Records from a data source
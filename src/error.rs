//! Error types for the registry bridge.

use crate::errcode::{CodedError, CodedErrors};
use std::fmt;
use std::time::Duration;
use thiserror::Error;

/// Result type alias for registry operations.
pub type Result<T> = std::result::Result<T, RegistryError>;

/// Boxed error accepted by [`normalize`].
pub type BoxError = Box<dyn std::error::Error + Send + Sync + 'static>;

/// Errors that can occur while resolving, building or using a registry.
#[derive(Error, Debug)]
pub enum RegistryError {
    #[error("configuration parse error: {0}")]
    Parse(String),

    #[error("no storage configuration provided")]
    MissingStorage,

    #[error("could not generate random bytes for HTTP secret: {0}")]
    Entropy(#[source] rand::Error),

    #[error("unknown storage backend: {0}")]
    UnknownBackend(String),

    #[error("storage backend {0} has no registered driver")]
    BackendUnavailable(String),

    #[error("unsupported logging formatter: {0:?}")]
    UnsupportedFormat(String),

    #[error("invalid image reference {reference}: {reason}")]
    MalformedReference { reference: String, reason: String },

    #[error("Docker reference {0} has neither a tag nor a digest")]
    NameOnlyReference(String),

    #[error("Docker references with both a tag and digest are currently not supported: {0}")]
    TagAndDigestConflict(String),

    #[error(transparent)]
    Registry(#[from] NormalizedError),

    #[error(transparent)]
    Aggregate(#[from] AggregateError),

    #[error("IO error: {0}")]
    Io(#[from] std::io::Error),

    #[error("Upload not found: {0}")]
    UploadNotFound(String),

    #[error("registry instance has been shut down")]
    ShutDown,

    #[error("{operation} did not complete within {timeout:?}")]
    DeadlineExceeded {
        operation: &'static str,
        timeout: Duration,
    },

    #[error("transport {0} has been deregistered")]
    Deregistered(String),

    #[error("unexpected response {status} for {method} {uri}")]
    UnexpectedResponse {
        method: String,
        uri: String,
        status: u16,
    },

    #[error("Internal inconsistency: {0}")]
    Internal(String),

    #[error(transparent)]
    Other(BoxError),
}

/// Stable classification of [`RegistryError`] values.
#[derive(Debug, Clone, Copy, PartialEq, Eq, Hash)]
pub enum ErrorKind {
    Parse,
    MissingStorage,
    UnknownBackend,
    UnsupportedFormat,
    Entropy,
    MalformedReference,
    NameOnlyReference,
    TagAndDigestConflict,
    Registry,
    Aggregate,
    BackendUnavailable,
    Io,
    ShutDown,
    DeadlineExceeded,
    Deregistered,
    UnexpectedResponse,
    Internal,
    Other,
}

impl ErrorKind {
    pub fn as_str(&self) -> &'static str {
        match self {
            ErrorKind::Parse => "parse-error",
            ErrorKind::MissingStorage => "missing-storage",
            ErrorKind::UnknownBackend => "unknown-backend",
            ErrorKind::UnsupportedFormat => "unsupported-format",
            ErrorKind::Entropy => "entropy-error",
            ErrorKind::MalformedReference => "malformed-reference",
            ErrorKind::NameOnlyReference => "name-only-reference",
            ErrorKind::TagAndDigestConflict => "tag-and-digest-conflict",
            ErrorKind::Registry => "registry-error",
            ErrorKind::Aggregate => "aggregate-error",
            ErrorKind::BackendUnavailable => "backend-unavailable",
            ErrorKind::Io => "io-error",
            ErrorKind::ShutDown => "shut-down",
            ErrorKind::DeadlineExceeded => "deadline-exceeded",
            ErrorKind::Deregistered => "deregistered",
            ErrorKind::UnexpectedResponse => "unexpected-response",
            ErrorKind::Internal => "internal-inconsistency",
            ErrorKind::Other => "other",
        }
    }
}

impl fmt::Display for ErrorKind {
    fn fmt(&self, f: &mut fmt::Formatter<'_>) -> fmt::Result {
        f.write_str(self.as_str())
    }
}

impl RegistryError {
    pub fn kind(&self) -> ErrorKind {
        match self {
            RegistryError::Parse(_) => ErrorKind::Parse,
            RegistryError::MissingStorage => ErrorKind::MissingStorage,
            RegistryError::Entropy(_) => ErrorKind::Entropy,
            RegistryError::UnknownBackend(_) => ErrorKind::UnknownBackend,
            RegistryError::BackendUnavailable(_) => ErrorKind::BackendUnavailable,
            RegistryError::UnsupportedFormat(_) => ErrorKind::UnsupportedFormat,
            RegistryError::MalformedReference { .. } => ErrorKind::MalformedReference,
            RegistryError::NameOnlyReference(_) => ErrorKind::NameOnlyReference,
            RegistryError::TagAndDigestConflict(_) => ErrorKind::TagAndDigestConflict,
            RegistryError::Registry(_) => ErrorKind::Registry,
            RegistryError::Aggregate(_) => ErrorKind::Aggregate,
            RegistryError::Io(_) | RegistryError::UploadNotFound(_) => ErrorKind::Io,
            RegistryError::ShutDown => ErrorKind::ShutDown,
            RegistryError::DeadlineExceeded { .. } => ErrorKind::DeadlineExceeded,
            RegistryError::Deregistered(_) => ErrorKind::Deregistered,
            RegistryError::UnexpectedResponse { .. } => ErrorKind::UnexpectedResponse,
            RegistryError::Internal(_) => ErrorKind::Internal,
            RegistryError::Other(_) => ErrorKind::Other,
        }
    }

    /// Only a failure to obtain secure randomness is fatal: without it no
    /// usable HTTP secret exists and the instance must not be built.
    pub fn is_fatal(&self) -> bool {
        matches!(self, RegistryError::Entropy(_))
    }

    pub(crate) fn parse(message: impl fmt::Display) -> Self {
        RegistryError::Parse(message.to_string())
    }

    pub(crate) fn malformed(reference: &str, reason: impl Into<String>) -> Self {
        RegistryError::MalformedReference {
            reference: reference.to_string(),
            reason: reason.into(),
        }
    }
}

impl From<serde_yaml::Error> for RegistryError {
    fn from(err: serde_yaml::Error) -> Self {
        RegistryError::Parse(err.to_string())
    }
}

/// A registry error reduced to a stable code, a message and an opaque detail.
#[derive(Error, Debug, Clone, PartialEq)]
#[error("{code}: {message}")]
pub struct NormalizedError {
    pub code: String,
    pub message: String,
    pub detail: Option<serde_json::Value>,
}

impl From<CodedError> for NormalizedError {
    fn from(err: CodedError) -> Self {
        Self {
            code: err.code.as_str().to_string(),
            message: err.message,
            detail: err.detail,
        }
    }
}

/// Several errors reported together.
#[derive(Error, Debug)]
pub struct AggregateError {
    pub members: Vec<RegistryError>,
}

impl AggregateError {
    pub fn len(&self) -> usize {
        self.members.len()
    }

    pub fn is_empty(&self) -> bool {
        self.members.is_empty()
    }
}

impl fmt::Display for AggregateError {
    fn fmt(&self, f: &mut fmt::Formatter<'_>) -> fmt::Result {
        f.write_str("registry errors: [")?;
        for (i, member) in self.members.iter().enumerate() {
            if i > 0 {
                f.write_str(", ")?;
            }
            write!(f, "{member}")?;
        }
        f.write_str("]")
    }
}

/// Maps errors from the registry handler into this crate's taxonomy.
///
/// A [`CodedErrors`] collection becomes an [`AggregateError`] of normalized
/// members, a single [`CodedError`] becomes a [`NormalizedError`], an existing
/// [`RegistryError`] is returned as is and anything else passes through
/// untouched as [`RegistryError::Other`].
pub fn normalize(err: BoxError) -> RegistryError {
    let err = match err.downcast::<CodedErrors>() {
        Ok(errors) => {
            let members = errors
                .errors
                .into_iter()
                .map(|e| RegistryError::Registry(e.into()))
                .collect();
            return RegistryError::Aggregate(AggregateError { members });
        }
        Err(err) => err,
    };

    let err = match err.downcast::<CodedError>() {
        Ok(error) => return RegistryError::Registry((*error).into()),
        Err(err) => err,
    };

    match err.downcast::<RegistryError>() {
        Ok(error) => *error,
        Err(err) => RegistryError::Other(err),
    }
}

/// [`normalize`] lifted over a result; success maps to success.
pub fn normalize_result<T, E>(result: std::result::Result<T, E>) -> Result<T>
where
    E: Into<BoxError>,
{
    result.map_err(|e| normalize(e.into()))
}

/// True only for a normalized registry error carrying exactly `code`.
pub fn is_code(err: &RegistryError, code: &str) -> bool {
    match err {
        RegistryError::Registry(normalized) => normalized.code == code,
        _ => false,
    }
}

---

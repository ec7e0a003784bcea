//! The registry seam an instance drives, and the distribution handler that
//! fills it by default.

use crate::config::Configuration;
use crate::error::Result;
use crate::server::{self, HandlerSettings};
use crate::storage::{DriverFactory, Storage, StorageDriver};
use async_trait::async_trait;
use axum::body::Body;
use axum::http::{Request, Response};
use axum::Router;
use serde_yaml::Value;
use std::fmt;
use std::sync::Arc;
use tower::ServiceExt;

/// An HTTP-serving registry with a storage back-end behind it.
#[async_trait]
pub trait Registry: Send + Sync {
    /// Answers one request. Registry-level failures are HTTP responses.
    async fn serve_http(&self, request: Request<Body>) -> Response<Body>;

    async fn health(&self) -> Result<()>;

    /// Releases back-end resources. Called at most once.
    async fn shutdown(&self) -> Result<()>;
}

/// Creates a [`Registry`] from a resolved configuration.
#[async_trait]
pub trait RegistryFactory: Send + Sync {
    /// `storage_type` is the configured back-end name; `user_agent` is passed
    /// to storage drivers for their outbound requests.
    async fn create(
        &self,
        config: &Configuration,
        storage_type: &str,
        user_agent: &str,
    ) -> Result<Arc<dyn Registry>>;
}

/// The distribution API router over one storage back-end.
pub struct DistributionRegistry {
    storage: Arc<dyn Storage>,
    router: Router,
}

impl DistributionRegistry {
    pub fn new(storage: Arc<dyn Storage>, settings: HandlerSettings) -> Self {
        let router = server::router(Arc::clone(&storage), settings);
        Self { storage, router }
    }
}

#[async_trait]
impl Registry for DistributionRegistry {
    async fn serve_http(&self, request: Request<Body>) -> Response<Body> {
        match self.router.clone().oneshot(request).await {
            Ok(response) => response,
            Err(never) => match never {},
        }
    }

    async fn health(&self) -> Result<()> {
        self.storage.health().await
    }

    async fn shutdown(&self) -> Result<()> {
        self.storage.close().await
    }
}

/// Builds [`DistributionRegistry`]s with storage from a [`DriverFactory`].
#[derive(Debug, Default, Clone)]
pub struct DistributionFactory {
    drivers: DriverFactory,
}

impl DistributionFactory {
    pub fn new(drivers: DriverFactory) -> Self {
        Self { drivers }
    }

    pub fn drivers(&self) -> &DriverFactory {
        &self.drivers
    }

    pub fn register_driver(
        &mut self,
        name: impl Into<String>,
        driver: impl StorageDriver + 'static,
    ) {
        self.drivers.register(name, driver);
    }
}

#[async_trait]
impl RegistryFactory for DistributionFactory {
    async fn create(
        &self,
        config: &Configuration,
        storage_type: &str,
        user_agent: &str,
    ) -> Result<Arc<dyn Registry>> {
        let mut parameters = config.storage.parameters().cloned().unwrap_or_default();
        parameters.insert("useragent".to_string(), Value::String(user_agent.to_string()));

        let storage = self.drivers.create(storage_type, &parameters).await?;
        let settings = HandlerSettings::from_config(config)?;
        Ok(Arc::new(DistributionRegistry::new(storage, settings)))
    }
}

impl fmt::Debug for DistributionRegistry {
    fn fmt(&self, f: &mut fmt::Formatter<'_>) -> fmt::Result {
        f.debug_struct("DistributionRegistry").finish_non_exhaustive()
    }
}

...

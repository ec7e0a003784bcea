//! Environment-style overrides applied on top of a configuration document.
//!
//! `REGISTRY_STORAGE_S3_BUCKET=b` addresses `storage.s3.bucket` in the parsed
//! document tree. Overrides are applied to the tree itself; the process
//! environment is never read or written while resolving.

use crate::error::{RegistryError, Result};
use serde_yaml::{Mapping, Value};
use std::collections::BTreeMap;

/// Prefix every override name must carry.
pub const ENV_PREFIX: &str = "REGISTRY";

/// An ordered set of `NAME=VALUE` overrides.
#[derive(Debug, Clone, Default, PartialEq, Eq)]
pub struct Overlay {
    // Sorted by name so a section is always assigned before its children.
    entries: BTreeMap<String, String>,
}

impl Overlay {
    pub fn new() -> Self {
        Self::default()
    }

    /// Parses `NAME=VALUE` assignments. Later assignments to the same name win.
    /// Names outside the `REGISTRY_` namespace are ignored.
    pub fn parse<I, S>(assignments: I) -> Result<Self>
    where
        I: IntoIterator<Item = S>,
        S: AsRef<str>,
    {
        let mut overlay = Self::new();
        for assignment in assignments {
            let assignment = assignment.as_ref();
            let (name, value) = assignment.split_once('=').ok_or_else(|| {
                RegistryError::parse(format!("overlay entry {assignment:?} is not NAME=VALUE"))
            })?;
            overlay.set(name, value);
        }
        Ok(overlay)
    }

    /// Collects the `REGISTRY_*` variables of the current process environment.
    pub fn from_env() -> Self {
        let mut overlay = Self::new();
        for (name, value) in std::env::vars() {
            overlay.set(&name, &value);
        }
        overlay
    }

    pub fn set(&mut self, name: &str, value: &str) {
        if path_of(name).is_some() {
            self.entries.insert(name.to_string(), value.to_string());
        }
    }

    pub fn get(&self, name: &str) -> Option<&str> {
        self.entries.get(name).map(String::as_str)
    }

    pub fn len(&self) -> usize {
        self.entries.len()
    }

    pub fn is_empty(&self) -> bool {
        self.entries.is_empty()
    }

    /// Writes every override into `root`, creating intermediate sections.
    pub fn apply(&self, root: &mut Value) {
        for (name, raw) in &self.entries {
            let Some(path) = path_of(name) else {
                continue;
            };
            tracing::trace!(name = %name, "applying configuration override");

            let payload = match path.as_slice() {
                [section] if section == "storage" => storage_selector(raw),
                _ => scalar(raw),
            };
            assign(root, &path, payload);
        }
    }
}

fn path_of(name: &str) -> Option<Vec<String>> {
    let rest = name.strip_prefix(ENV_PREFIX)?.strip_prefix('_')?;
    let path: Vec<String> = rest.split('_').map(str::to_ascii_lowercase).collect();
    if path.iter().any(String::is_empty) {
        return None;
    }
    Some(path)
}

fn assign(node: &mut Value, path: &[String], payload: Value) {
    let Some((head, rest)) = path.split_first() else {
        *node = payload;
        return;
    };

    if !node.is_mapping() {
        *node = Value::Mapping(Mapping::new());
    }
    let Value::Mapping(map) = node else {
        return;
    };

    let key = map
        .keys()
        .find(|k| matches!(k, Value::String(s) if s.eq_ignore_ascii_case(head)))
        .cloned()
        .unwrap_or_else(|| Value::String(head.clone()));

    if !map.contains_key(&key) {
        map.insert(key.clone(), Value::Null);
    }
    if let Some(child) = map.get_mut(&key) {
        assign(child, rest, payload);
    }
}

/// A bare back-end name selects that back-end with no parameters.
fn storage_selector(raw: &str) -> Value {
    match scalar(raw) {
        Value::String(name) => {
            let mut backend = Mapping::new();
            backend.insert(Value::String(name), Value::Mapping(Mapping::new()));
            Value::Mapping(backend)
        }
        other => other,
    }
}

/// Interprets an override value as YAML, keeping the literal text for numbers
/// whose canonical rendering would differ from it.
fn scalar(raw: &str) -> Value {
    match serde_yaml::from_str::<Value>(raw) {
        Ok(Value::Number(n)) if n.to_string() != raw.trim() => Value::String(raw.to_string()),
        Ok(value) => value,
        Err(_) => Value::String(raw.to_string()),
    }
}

Exercise aim → The word "members": say how many lines of the records hold it, and give nothing but the number.

Written response → 7